### [What this task involves]
Copy every line of the data that includes the string "Deserialize".

Data to process section start

//! BlueZ-backed radio (Linux only).

use bluer::{Adapter, AdapterEvent, Address, Session};
use futures::{pin_mut, StreamExt};
use tokio::task::JoinHandle;
use tracing::{debug, info, trace, warn};

use super::{Advertisement, AdvertisementSink, Radio, RadioError, RadioResult};
use crate::frame::manufacturer_scan_record;

/// A radio driving a BlueZ adapter over D-Bus.
///
/// Discovery runs on a background task while scanning. Every device added or
/// updated during discovery is reported once per manufacturer data entry,
/// rebuilt into a raw advertisement record.
pub struct BluezRadio {
    // kept alive for the lifetime of the adapter handle
    _session: Session,
    adapter: Adapter,
    powered: bool,
    discovery: Option<JoinHandle<()>>,
}

impl std::fmt::Debug for BluezRadio {
    fn fmt(&self, f: &mut std::fmt::Formatter<'_>) -> std::fmt::Result {
        f.debug_struct("BluezRadio")
            .field("adapter", &self.adapter.name())
            .field("powered", &self.powered)
            .field("scanning", &self.discovery.is_some())
            .finish_non_exhaustive()
    }
}

impl BluezRadio {
    /// Open a BlueZ session and pick an adapter.
    ///
    /// Uses `adapter_name` (e.g. `hci0`) when given, the default adapter
    /// otherwise.
    ///
    /// # Errors
    ///
    /// Returns an error if BlueZ is unreachable, the adapter does not exist,
    /// or it is powered off.
    pub async fn acquire(adapter_name: Option<&str>) -> RadioResult<Self> {
        let session = Session::new()
            .await
            .map_err(|e| RadioError::SessionInitFailed {
                message: e.to_string(),
            })?;

        let adapter = match adapter_name {
            Some(name) => session.adapter(name),
            None => session.default_adapter().await,
        }
        .map_err(|e| {
            debug!(error = %e, "adapter lookup failed");
            RadioError::AdapterNotFound
        })?;

        let powered = adapter.is_powered().await.unwrap_or(false);
        if !powered {
            return Err(RadioError::AdapterPoweredOff);
        }

        info!(adapter = adapter.name(), "using Bluetooth adapter");
        Ok(Self {
            _session: session,
            adapter,
            powered,
            discovery: None,
        })
    }
}

impl Radio for BluezRadio {
    fn is_enabled(&self) -> bool {
        self.powered
    }

    fn start_scan(&mut self, sink: AdvertisementSink) -> RadioResult<()> {
        if self.discovery.as_ref().is_some_and(|task| !task.is_finished()) {
            return Ok(());
        }

        let adapter = self.adapter.clone();
        self.discovery = Some(tokio::spawn(async move {
            if let Err(e) = discover(&adapter, &sink).await {
                warn!(error = %e, "BLE discovery ended with an error");
            }
        }));
        Ok(())
    }

    fn stop_scan(&mut self) {
        // dropping the discovery stream ends the BlueZ discovery session
        if let Some(task) = self.discovery.take() {
            task.abort();
        }
    }
}

impl Drop for BluezRadio {
    fn drop(&mut self) {
        self.stop_scan();
    }
}

async fn discover(adapter: &Adapter, sink: &AdvertisementSink) -> bluer::Result<()> {
    let events = adapter.discover_devices_with_changes().await?;
    pin_mut!(events);

    while let Some(event) = events.next().await {
        // with changes enabled, updated devices are re-announced as added
        let AdapterEvent::DeviceAdded(address) = event else {
            continue;
        };
        for advertisement in read_advertisements(adapter, address).await {
            if !sink.deliver(advertisement) {
                return Ok(());
            }
        }
    }
    Ok(())
}

async fn read_advertisements(adapter: &Adapter, address: Address) -> Vec<Advertisement> {
    let Ok(device) = adapter.device(address) else {
        return Vec::new();
    };
    let Ok(Some(rssi)) = device.rssi().await else {
        trace!(%address, "device without rssi");
        return Vec::new();
    };
    let Ok(Some(manufacturer_data)) = device.manufacturer_data().await else {
        return Vec::new();
    };

    manufacturer_data
        .into_iter()
        .map(|(company_id, data)| {
            Advertisement::new(
                manufacturer_scan_record(company_id, &data),
                rssi,
                Some(address.to_string()),
            )
        })
        .collect()
}
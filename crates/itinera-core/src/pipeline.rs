// SPDX-License-Identifier: MIT
// Copyright (c) 2026 StarTuz

//! Page-level controller for one trip.
//!
//! `TripPipeline` owns the item list and the trip context. Each
//! [`PipelineEvent`] advances the generation and fans out to the geocode stage
//! and then the route stage. Stages read a snapshot, await their service, and
//! hand back a replacement that is applied only if their ticket is still
//! current. The state lock is never held across an await.

use crate::generation::{Generation, Ticket};
use crate::geocode::{missing_titles, GeocodeResolver, ResolveOutcome};
use crate::geo::LatLng;
use crate::itinerary::{normalize, ItineraryItem};
use crate::name_key::KeyCollision;
use crate::route::{coordinate_track, resolved_count, RouteAssembler, RouteSegment};
use crate::services::{Geocoder, ItineraryGenerator, RouteService, ServiceError, TripRequest};
use crate::viewport::{compute_viewport, Viewport, ViewportOptions};
use log::{error, info, warn};
use serde::{Deserialize, Serialize};
use serde_json::Value;
use std::sync::{Arc, Mutex, MutexGuard};

/// Destination and country used to scope geocoding.
#[derive(Debug, Clone, Default, PartialEq, Eq, Serialize, Deserialize)]
pub struct TripContext {
    pub destination: String,
    #[serde(default)]
    pub country: Option<String>,
}

impl TripContext {
    pub fn new(destination: impl Into<String>) -> Self {
        Self {
            destination: destination.into(),
            country: None,
        }
    }

    pub fn with_country(mut self, country: impl Into<String>) -> Self {
        self.country = Some(country.into());
        self
    }

    /// Trimmed destination, `None` when blank.
    pub fn destination_suffix(&self) -> Option<&str> {
        Some(self.destination.trim()).filter(|d| !d.is_empty())
    }

    pub fn country_code(&self) -> Option<&str> {
        self.country
            .as_deref()
            .map(str::trim)
            .filter(|c| !c.is_empty())
    }
}

#[derive(Debug, Clone, PartialEq)]
pub enum PipelineEvent {
    /// The item list was replaced (new generator output).
    ItemsReplaced,
    ContextChanged(TripContext),
    /// User asked to resolve the stops that are still missing coordinates.
    RetryRequested,
}

#[derive(Debug, Clone, PartialEq)]
pub enum StageStatus {
    /// Nothing to do; no request made.
    Skipped,
    Applied,
    /// A newer event superseded this one; its result was dropped.
    Stale,
    /// The request failed; state was left as it was.
    Failed(String),
}

#[derive(Debug, Clone, PartialEq)]
pub struct CycleReport {
    pub generation: u64,
    pub geocode: StageStatus,
    pub routes: StageStatus,
    pub resolved: usize,
    pub still_missing: Vec<String>,
}

#[derive(Debug, Clone, Default, PartialEq)]
pub struct TripState {
    pub context: TripContext,
    pub items: Vec<ItineraryItem>,
    pub segments: Vec<RouteSegment>,
    /// Last geocode failure, kept for diagnosis until a later cycle succeeds.
    pub last_error: Option<String>,
    pub collisions: Vec<KeyCollision>,
    routed_track: Option<Vec<Option<LatLng>>>,
}

pub struct TripPipeline {
    generator: Arc<dyn ItineraryGenerator>,
    resolver: GeocodeResolver,
    assembler: RouteAssembler,
    generation: Generation,
    viewport_options: ViewportOptions,
    state: Mutex<TripState>,
}

impl TripPipeline {
    pub fn new(
        generator: Arc<dyn ItineraryGenerator>,
        geocoder: Arc<dyn Geocoder>,
        routes: Arc<dyn RouteService>,
    ) -> Self {
        Self {
            generator,
            resolver: GeocodeResolver::new(geocoder),
            assembler: RouteAssembler::new(routes),
            generation: Generation::new(),
            viewport_options: ViewportOptions::default(),
            state: Mutex::new(TripState::default()),
        }
    }

    /// One backend serving all three collaborators.
    pub fn with_backend<B>(backend: Arc<B>) -> Self
    where
        B: ItineraryGenerator + Geocoder + RouteService + 'static,
    {
        Self::new(backend.clone(), backend.clone(), backend)
    }

    pub fn with_viewport_options(mut self, options: ViewportOptions) -> Self {
        self.viewport_options = options;
        self
    }

    pub fn with_disambiguation(mut self, enabled: bool) -> Self {
        self.resolver = self.resolver.with_disambiguation(enabled);
        self
    }

    fn lock(&self) -> MutexGuard<'_, TripState> {
        self.state.lock().unwrap_or_else(|poisoned| poisoned.into_inner())
    }

    pub fn snapshot(&self) -> TripState {
        self.lock().clone()
    }

    pub fn items(&self) -> Vec<ItineraryItem> {
        self.lock().items.clone()
    }

    /// Titles still lacking coordinates; these get a retry affordance.
    pub fn missing_titles(&self) -> Vec<String> {
        missing_titles(&self.lock().items)
    }

    pub fn viewport(&self) -> Viewport {
        let track = coordinate_track(&self.lock().items);
        compute_viewport(&track, &self.viewport_options)
    }

    /// Asks the generator for a new itinerary and runs the full cycle on it.
    ///
    /// Generator failures are returned to the caller and leave the current
    /// itinerary in place.
    pub async fn generate(
        &self,
        request: &TripRequest,
        country: Option<String>,
    ) -> Result<CycleReport, ServiceError> {
        request.validate()?;
        info!(
            "Requesting itinerary — destination={} month={:?} preferences={}",
            request.destination,
            request.month,
            request.preferences.len()
        );
        let raw = self.generator.generate(request).await?;
        let items = normalize(&raw);
        info!("Itinerary normalized — items={}", items.len());

        let mut context = TripContext::new(request.destination.trim());
        context.country = country;
        {
            let mut state = self.lock();
            state.items = items;
            state.context = context.clone();
            state.segments.clear();
            state.routed_track = None;
            state.collisions.clear();
            self.generation.advance();
        }
        Ok(self.handle(PipelineEvent::ContextChanged(context)).await)
    }

    /// Replaces the item list from an already-fetched payload. No I/O.
    pub fn load_raw(&self, raw: &Value) -> usize {
        let items = normalize(raw);
        let count = items.len();
        let mut state = self.lock();
        state.items = items;
        state.segments.clear();
        state.routed_track = None;
        state.collisions.clear();
        // Anything in flight was computed for the old list.
        self.generation.advance();
        count
    }

    pub async fn handle(&self, event: PipelineEvent) -> CycleReport {
        let ticket = self.generation.advance();
        let (items, context) = {
            let mut state = self.lock();
            if let PipelineEvent::ContextChanged(ctx) = &event {
                state.context = ctx.clone();
            }
            (state.items.clone(), state.context.clone())
        };

        let outcome = match event {
            PipelineEvent::RetryRequested => {
                self.resolver.retry(&items, &context, &ticket).await
            }
            PipelineEvent::ItemsReplaced | PipelineEvent::ContextChanged(_) => {
                self.resolver.resolve(&items, &context, &ticket).await
            }
        };

        let mut report = CycleReport {
            generation: ticket.id(),
            geocode: StageStatus::Skipped,
            routes: StageStatus::Skipped,
            resolved: 0,
            still_missing: Vec::new(),
        };

        match outcome {
            Ok(ResolveOutcome::Idle) => {}
            Ok(ResolveOutcome::Stale) => {
                report.geocode = StageStatus::Stale;
                report.routes = StageStatus::Stale;
                return report;
            }
            Ok(ResolveOutcome::Resolved(resolution)) => {
                let mut state = self.lock();
                if ticket.is_stale() {
                    report.geocode = StageStatus::Stale;
                    report.routes = StageStatus::Stale;
                    return report;
                }
                report.resolved = resolution.resolved;
                state.items = resolution.items;
                state.collisions = resolution.collisions;
                state.last_error = None;
                report.geocode = StageStatus::Applied;
            }
            Err(e) => {
                error!("Geocode request failed; places stay unresolved — error={}", e);
                let mut state = self.lock();
                if ticket.is_current() {
                    state.last_error = Some(e.to_string());
                }
                report.geocode = StageStatus::Failed(e.to_string());
            }
        }

        report.routes = self.route_stage(&ticket).await;
        report.still_missing = self.missing_titles();
        report
    }

    /// Runs the assembler when the coordinate track changed since it last ran.
    async fn route_stage(&self, ticket: &Ticket) -> StageStatus {
        let track = {
            let state = self.lock();
            let track = coordinate_track(&state.items);
            if state.routed_track.as_ref() == Some(&track) {
                return StageStatus::Skipped;
            }
            track
        };

        if resolved_count(&track) < 2 {
            let mut state = self.lock();
            if ticket.is_stale() {
                return StageStatus::Stale;
            }
            state.segments.clear();
            state.routed_track = Some(track);
            return StageStatus::Skipped;
        }

        match self.assembler.assemble(&track, ticket).await {
            Some(overlay) => {
                let mut state = self.lock();
                if ticket.is_stale() {
                    return StageStatus::Stale;
                }
                state.segments = overlay.segments;
                if let Some(e) = overlay.error {
                    // Leave routed_track unset so the next event asks again.
                    return StageStatus::Failed(e);
                }
                if state.segments.is_empty() {
                    warn!("No route geometry available for this itinerary");
                }
                state.routed_track = Some(track);
                StageStatus::Applied
            }
            None => StageStatus::Stale,
        }
    }
}
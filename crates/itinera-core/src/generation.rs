// SPDX-License-Identifier: MIT
// Copyright (c) 2026 StarTuz

//! Generation counter used to discard results of superseded requests.
//!
//! Every trigger (new item list, new trip context, retry) calls
//! [`Generation::advance`] and carries the returned [`Ticket`] through its
//! awaits. A result may only be applied while its ticket is still current.

use std::sync::atomic::{AtomicU64, Ordering};
use std::sync::Arc;

#[derive(Debug, Clone, Default)]
pub struct Generation {
    counter: Arc<AtomicU64>,
}

impl Generation {
    pub fn new() -> Self {
        Self::default()
    }

    /// Starts a new cycle, invalidating every ticket issued before.
    pub fn advance(&self) -> Ticket {
        let id = self.counter.fetch_add(1, Ordering::SeqCst) + 1;
        Ticket {
            id,
            counter: Arc::clone(&self.counter),
        }
    }

    /// Ticket for the cycle in progress, without invalidating it.
    pub fn current(&self) -> Ticket {
        Ticket {
            id: self.counter.load(Ordering::SeqCst),
            counter: Arc::clone(&self.counter),
        }
    }
}

#[derive(Debug, Clone)]
pub struct Ticket {
    id: u64,
    counter: Arc<AtomicU64>,
}

impl Ticket {
    pub fn id(&self) -> u64 {
        self.id
    }

    pub fn is_current(&self) -> bool {
        self.counter.load(Ordering::SeqCst) == self.id
    }

    pub fn is_stale(&self) -> bool {
        !self.is_current()
    }
}
// SPDX-License-Identifier: MIT
// Copyright (c) 2026 StarTuz

//! Canonical itinerary items and the decoder for the generator's payload shapes.
//!
//! Generators have emitted two shapes over time:
//!
//! * keyed: `{"Places": {"<place>": {time, category, price, description}}}`
//!   (the `Places` wrapper is optional)
//! * records: `[{title|place|name, start_time/end_time|start/end|time, price|cost, ...}]`
//!
//! Either may arrive wrapped in the response envelope `{destination, month, itinerary}`.
//! [`RawItinerary::from_value`] is the single dispatch point; [`RawRecord::into_item`]
//! applies the field precedence rules shared by both shapes.

use crate::geo::LatLng;
use log::debug;
use serde::{Deserialize, Serialize};
use serde_json::Value;

pub const PRICE_PLACEHOLDER: &str = "—";
pub const DEFAULT_CATEGORY: &str = "General";
pub const UNTITLED: &str = "Untitled activity";

#[derive(Debug, Clone, PartialEq, Serialize, Deserialize)]
pub struct ItineraryItem {
    pub title: String,
    pub time: String,
    pub category: String,
    pub price: String,
    pub description: String,
    pub coordinates: Option<LatLng>,
}

impl ItineraryItem {
    pub fn is_resolved(&self) -> bool {
        self.coordinates.is_some()
    }
}

/// One record as the generator sent it. Every field is optional and loosely typed.
#[derive(Debug, Clone, Default, Deserialize)]
#[serde(default)]
pub struct RawRecord {
    pub title: Option<Value>,
    pub place: Option<Value>,
    pub name: Option<Value>,
    pub time: Option<Value>,
    pub start_time: Option<Value>,
    pub end_time: Option<Value>,
    pub start: Option<Value>,
    pub end: Option<Value>,
    pub category: Option<Value>,
    #[serde(rename = "type")]
    pub kind: Option<Value>,
    pub price: Option<Value>,
    pub cost: Option<Value>,
    pub description: Option<Value>,
    pub notes: Option<Value>,
    pub coordinates: Option<Value>,
}

#[derive(Debug, Clone, Default)]
pub enum RawItinerary {
    #[default]
    Empty,
    /// Place name -> record, in source order.
    Keyed(Vec<(String, RawRecord)>),
    Records(Vec<RawRecord>),
}

impl RawItinerary {
    pub fn from_value(value: &Value) -> Self {
        match value {
            Value::Null => RawItinerary::Empty,
            Value::Array(records) => {
                RawItinerary::Records(records.iter().filter_map(decode_record).collect())
            }
            Value::Object(map) => {
                if let Some(inner) = map.get("itinerary") {
                    return Self::from_value(inner);
                }
                let places = match map.get("Places") {
                    Some(Value::Object(places)) => places,
                    Some(other) => return Self::from_value(other),
                    None => map,
                };
                RawItinerary::Keyed(
                    places
                        .iter()
                        .filter_map(|(name, record)| {
                            decode_record(record).map(|r| (name.clone(), r))
                        })
                        .collect(),
                )
            }
            other => {
                debug!("Ignoring itinerary payload of unexpected type — value={}", other);
                RawItinerary::Empty
            }
        }
    }

    pub fn len(&self) -> usize {
        match self {
            RawItinerary::Empty => 0,
            RawItinerary::Keyed(entries) => entries.len(),
            RawItinerary::Records(records) => records.len(),
        }
    }

    pub fn is_empty(&self) -> bool {
        self.len() == 0
    }

    pub fn into_items(self) -> Vec<ItineraryItem> {
        match self {
            RawItinerary::Empty => Vec::new(),
            RawItinerary::Keyed(entries) => entries
                .into_iter()
                .map(|(name, record)| record.into_item(Some(name)))
                .collect(),
            RawItinerary::Records(records) => {
                records.into_iter().map(|r| r.into_item(None)).collect()
            }
        }
    }
}

fn decode_record(value: &Value) -> Option<RawRecord> {
    if !value.is_object() {
        debug!("Skipping non-object itinerary record — value={}", value);
        return None;
    }
    match serde_json::from_value(value.clone()) {
        Ok(record) => Some(record),
        Err(e) => {
            debug!("Skipping undecodable itinerary record — error={}", e);
            None
        }
    }
}

impl RawRecord {
    /// `key` is the place name of the keyed shape; it wins over any title field.
    pub fn into_item(self, key: Option<String>) -> ItineraryItem {
        let title = key
            .filter(|k| !k.trim().is_empty())
            .or_else(|| first_text(&[&self.title, &self.place, &self.name]))
            .unwrap_or_else(|| UNTITLED.to_string());

        ItineraryItem {
            time: self.resolve_time(),
            category: first_text(&[&self.category, &self.kind])
                .unwrap_or_else(|| DEFAULT_CATEGORY.to_string()),
            price: format_price(first_present(&[&self.price, &self.cost])),
            description: first_text(&[&self.description, &self.notes]).unwrap_or_default(),
            coordinates: self.coordinates.as_ref().and_then(parse_coordinates),
            title,
        }
    }

    fn resolve_time(&self) -> String {
        match &self.time {
            Some(Value::Array(pair)) if pair.len() == 2 => {
                return format!("{} - {}", time_text(&pair[0]), time_text(&pair[1]));
            }
            Some(Value::String(s)) if !s.trim().is_empty() => return s.clone(),
            Some(Value::Number(n)) => {
                if let Some(t) = n.as_f64() {
                    return format_time(t);
                }
            }
            _ => {}
        }

        let start = first_time(&[&self.start_time, &self.start]);
        let end = first_time(&[&self.end_time, &self.end]);
        match (start, end) {
            (Some(s), Some(e)) => format!("{} - {}", s, e),
            (Some(s), None) => s,
            (None, Some(e)) => e,
            (None, None) => String::new(),
        }
    }
}

/// Formats fractional hours as `H:MM`, e.g. `10.5` -> `"10:30"`.
pub fn format_time(hours: f64) -> String {
    if !hours.is_finite() {
        return String::new();
    }
    let mut whole = hours.trunc() as i64;
    let mut minutes = ((hours - hours.trunc()) * 60.0).round().abs() as i64;
    if minutes >= 60 {
        whole += if hours < 0.0 { -1 } else { 1 };
        minutes -= 60;
    }
    format!("{}:{:02}", whole, minutes)
}

pub fn format_price(price: Option<&Value>) -> String {
    match price {
        None | Some(Value::Null) => PRICE_PLACEHOLDER.to_string(),
        Some(Value::String(s)) if s.is_empty() => PRICE_PLACEHOLDER.to_string(),
        Some(Value::String(s)) => s.clone(),
        Some(Value::Number(n)) => match n.as_f64() {
            // Generators emit `15.0` for whole prices.
            Some(f) if n.is_f64() && f.fract() == 0.0 && f.abs() < 1e15 => {
                format!("${}", f as i64)
            }
            _ => format!("${}", n),
        },
        Some(other) => other.to_string(),
    }
}

/// Normalizes a raw generator payload into canonical items, in source order.
pub fn normalize(value: &Value) -> Vec<ItineraryItem> {
    RawItinerary::from_value(value).into_items()
}

/// Runs canonical items back through the normalizer. Returns an equal list.
pub fn normalize_items(items: &[ItineraryItem]) -> Vec<ItineraryItem> {
    match serde_json::to_value(items) {
        Ok(value) => normalize(&value),
        Err(_) => items.to_vec(),
    }
}

fn time_text(value: &Value) -> String {
    match value {
        Value::String(s) => s.clone(),
        Value::Number(n) => n.as_f64().map(format_time).unwrap_or_default(),
        Value::Null => String::new(),
        other => other.to_string(),
    }
}

fn first_time(candidates: &[&Option<Value>]) -> Option<String> {
    candidates
        .iter()
        .copied()
        .filter_map(Option::as_ref)
        .map(time_text)
        .find(|s| !s.is_empty())
}

fn first_text(candidates: &[&Option<Value>]) -> Option<String> {
    candidates.iter().copied().filter_map(Option::as_ref).find_map(|v| match v {
        Value::String(s) if !s.trim().is_empty() => Some(s.clone()),
        Value::Number(n) => Some(n.to_string()),
        _ => None,
    })
}

fn first_present<'a>(candidates: &[&'a Option<Value>]) -> Option<&'a Value> {
    candidates
        .iter()
        .copied()
        .filter_map(Option::as_ref)
        .find(|v| !matches!(v, Value::Null) && v.as_str() != Some(""))
}

fn parse_coordinates(value: &Value) -> Option<LatLng> {
    let lat = value.get("lat")?.as_f64()?;
    let lng = value.get("lng").or_else(|| value.get("lon"))?.as_f64()?;
    Some(LatLng::new(lat, lng))
}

Data to process section end

### [Solution]
use serde::{Deserialize, Serialize};
#[derive(Debug, Clone, Default, PartialEq, Eq, Serialize, Deserialize)]
use serde::{Deserialize, Serialize};
#[derive(Debug, Clone, PartialEq, Serialize, Deserialize)]
#[derive(Debug, Clone, Default, Deserialize)]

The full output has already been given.